**WHAT YOU NEED TO DO:** Return every line from the one with "pub fn is_initialized(&self)" through the one with "let registry = Arc::clone(&self.registry);", inclusive, exactly as it appears below.

Excerpts from a dataset
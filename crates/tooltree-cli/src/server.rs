//! MCP front end: an `rmcp` [`ServerHandler`] over the [`LocalRegistry`].
//!
//! The server is also the scheduler's [`Transport`]: the handshake completes
//! once the client's `notifications/initialized` arrives.  A closed session
//! is reported to the registry as a far-side disconnect.

use std::sync::Arc;

use async_trait::async_trait;
use rmcp::model::{
    CallToolRequestParams, CallToolResult, Implementation, ListToolsResult,
    PaginatedRequestParams, ServerCapabilities, ServerInfo,
};
use rmcp::service::{NotificationContext, QuitReason, RequestContext, ServerInitializeError};
use rmcp::{ErrorData as McpError, RoleServer, ServerHandler, ServiceExt};
use serde_json::Value;
use thiserror::Error;
use tokio::io::{AsyncRead, AsyncWrite};
use tokio::sync::watch;
use tooltree_registry::{LocalRegistry, RegistryError, RegistryEventPayload, Transport};
use tracing::{debug, info, warn};

#[derive(Debug, Error)]
pub enum SessionError {
    #[error("client did not complete initialization: {0}")]
    Initialize(#[from] ServerInitializeError),

    #[error("session task failed: {0}")]
    Join(#[from] tokio::task::JoinError),
}

/// Serves the registry's live tools to one MCP client.
#[derive(Clone)]
pub struct ToolTreeServer {
    registry: Arc<LocalRegistry>,
    name: String,
    version: String,
    initialized: Arc<watch::Sender<bool>>,
}

impl ToolTreeServer {
    pub fn new(
        registry: Arc<LocalRegistry>,
        name: impl Into<String>,
        version: impl Into<String>,
    ) -> Self {
        let (initialized, _) = watch::channel(false);
        Self {
            registry,
            name: name.into(),
            version: version.into(),
            initialized: Arc::new(initialized),
        }
    }

    pub fn is_initialized(&self) -> bool {
        *self.initialized.borrow()
    }

    /// Run one session over `input`/`output` until the client goes away.
    ///
    /// Registry list changes are forwarded as
    /// `notifications/tools/list_changed` for the lifetime of the session.
    pub async fn run_session<R, W>(self, input: R, output: W) -> Result<QuitReason, SessionError>
    where
        R: AsyncRead + Send + Unpin + 'static,
        W: AsyncWrite + Send + Unpin + 'static,
    {
        let registry = Arc::clone(&self.registry);
        let initialized = Arc::clone(&self.initialized);
        let mut events = registry.bus().subscribe();

        let running = match self.serve((input, output)).await {
            Ok(running) => running,
            Err(e) => {
                registry.disconnect();
                return Err(e.into());
            }
        };

        let peer = running.peer().clone();
        let forwarder = tokio::spawn(async move {
            while let Some(event) = events.recv().await {
                if event.payload != RegistryEventPayload::ToolListChanged {
                    continue;
                }
                if let Err(e) = peer.notify_tool_list_changed().await {
                    warn!(error = %e, "failed to announce tool list change");
                    break;
                }
            }
        });

        let quit = running.waiting().await;
        forwarder.abort();
        initialized.send_replace(false);
        registry.disconnect();

        let quit = quit?;
        info!(?quit, "client session ended");
        Ok(quit)
    }

    fn call(&self, name: &str, arguments: Value) -> Result<CallToolResult, McpError> {
        self.registry.call(name, arguments).map_err(|e| match e {
            RegistryError::UnknownTool(_) => McpError::invalid_params(e.to_string(), None),
            other => McpError::internal_error(other.to_string(), None),
        })
    }
}

impl ServerHandler for ToolTreeServer {
    fn get_info(&self) -> ServerInfo {
        ServerInfo {
            capabilities: ServerCapabilities::builder()
                .enable_tools()
                .enable_tool_list_changed()
                .build(),
            server_info: Implementation {
                name: self.name.clone(),
                version: self.version.clone(),
                ..Implementation::default()
            },
            ..ServerInfo::default()
        }
    }

    async fn list_tools(
        &self,
        _request: Option<PaginatedRequestParams>,
        _context: RequestContext<RoleServer>,
    ) -> Result<ListToolsResult, McpError> {
        Ok(ListToolsResult::with_all_items(self.registry.list()))
    }

    async fn call_tool(
        &self,
        request: CallToolRequestParams,
        _context: RequestContext<RoleServer>,
    ) -> Result<CallToolResult, McpError> {
        debug!(tool = %request.name, "tools/call");
        let arguments = Value::Object(request.arguments.unwrap_or_default());
        self.call(&request.name, arguments)
    }

    async fn on_initialized(&self, _context: NotificationContext<RoleServer>) {
        info!("client initialized");
        self.initialized.send_replace(true);
    }
}

#[async_trait]
impl Transport for ToolTreeServer {
    async fn handshake(&self) -> Result<(), RegistryError> {
        let mut ready = self.initialized.subscribe();
        ready
            .wait_for(|initialized| *initialized)
            .await
            .map(|_| ())
            .map_err(|e| RegistryError::Handshake(e.to_string()))
    }
}
//! Tracing and OpenTelemetry initialisation for the `tooltree` binary.
//!
//! stdout carries the MCP stream, so every log line goes to stderr.
//!
//! | Variable | Effect |
//! |---|---|
//! | `OTEL_EXPORTER_OTLP_ENDPOINT` | OTLP/HTTP collector base URL; enables span export. |
//! | `RUST_LOG` | Log filter (default `"info"`). |
//! | `TOOLTREE_LOG_FORMAT=json` | Newline-delimited JSON logs. |

use opentelemetry::trace::TracerProvider as _;
use opentelemetry_otlp::WithExportConfig;
use opentelemetry_sdk::{Resource, trace::SdkTracerProvider};
use tracing_subscriber::{EnvFilter, layer::SubscriberExt, util::SubscriberInitExt};

/// Install the global subscriber.  Hold the returned guard until exit so
/// pending spans are flushed.
pub fn init_tracing(service_name: &str) -> TracerProviderGuard {
    let env_filter = EnvFilter::try_from_default_env().unwrap_or_else(|_| EnvFilter::new("info"));
    let use_json = std::env::var("TOOLTREE_LOG_FORMAT").as_deref() == Ok("json");

    let provider = build_provider(service_name);
    let otel_layer = provider
        .as_ref()
        .map(|p| tracing_opentelemetry::layer().with_tracer(p.tracer("tooltree")));

    let registry = tracing_subscriber::registry().with(env_filter).with(otel_layer);
    if use_json {
        registry
            .with(
                tracing_subscriber::fmt::layer()
                    .json()
                    .with_writer(std::io::stderr),
            )
            .init();
    } else {
        registry
            .with(
                tracing_subscriber::fmt::layer()
                    .compact()
                    .with_writer(std::io::stderr),
            )
            .init();
    }

    TracerProviderGuard(provider)
}

/// Shuts the OTel provider down on drop.
pub struct TracerProviderGuard(Option<SdkTracerProvider>);

impl Drop for TracerProviderGuard {
    fn drop(&mut self) {
        if let Some(provider) = self.0.take()
            && let Err(e) = provider.shutdown()
        {
            eprintln!("[tooltree] OpenTelemetry provider shutdown error: {e}");
        }
    }
}

/// `None` when `OTEL_EXPORTER_OTLP_ENDPOINT` is unset or the exporter fails
/// to build.
fn build_provider(service_name: &str) -> Option<SdkTracerProvider> {
    let endpoint = std::env::var("OTEL_EXPORTER_OTLP_ENDPOINT").ok()?;

    let exporter = opentelemetry_otlp::SpanExporter::builder()
        .with_http()
        .with_endpoint(endpoint)
        .build()
        .map_err(|e| eprintln!("[tooltree] OTLP exporter init failed: {e}"))
        .ok()?;

    let resource = Resource::builder()
        .with_service_name(service_name.to_string())
        .build();

    // Simple exporter: the Tokio runtime is built after tracing is up.
    Some(
        SdkTracerProvider::builder()
            .with_resource(resource)
            .with_simple_exporter(exporter)
            .build(),
    )
}

#[cfg(test)]
mod tests {
    use super::*;

    #[test]
    fn build_provider_returns_none_without_endpoint() {
        // SAFETY: no other test reads this variable.
        unsafe { std::env::remove_var("OTEL_EXPORTER_OTLP_ENDPOINT") };
        assert!(build_provider("tooltree-test").is_none());
    }

    #[test]
    fn empty_guard_drops_cleanly() {
        drop(TracerProviderGuard(None));
    }
}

**SOLUTION:**
    pub fn is_initialized(&self) -> bool {
        *self.initialized.borrow()
    }

    /// Run one session over `input`/`output` until the client goes away.
    ///
    /// Registry list changes are forwarded as
    /// `notifications/tools/list_changed` for the lifetime of the session.
    pub async fn run_session<R, W>(self, input: R, output: W) -> Result<QuitReason, SessionError>
    where
        R: AsyncRead + Send + Unpin + 'static,
        W: AsyncWrite + Send + Unpin + 'static,
    {
        let registry = Arc::clone(&self.registry);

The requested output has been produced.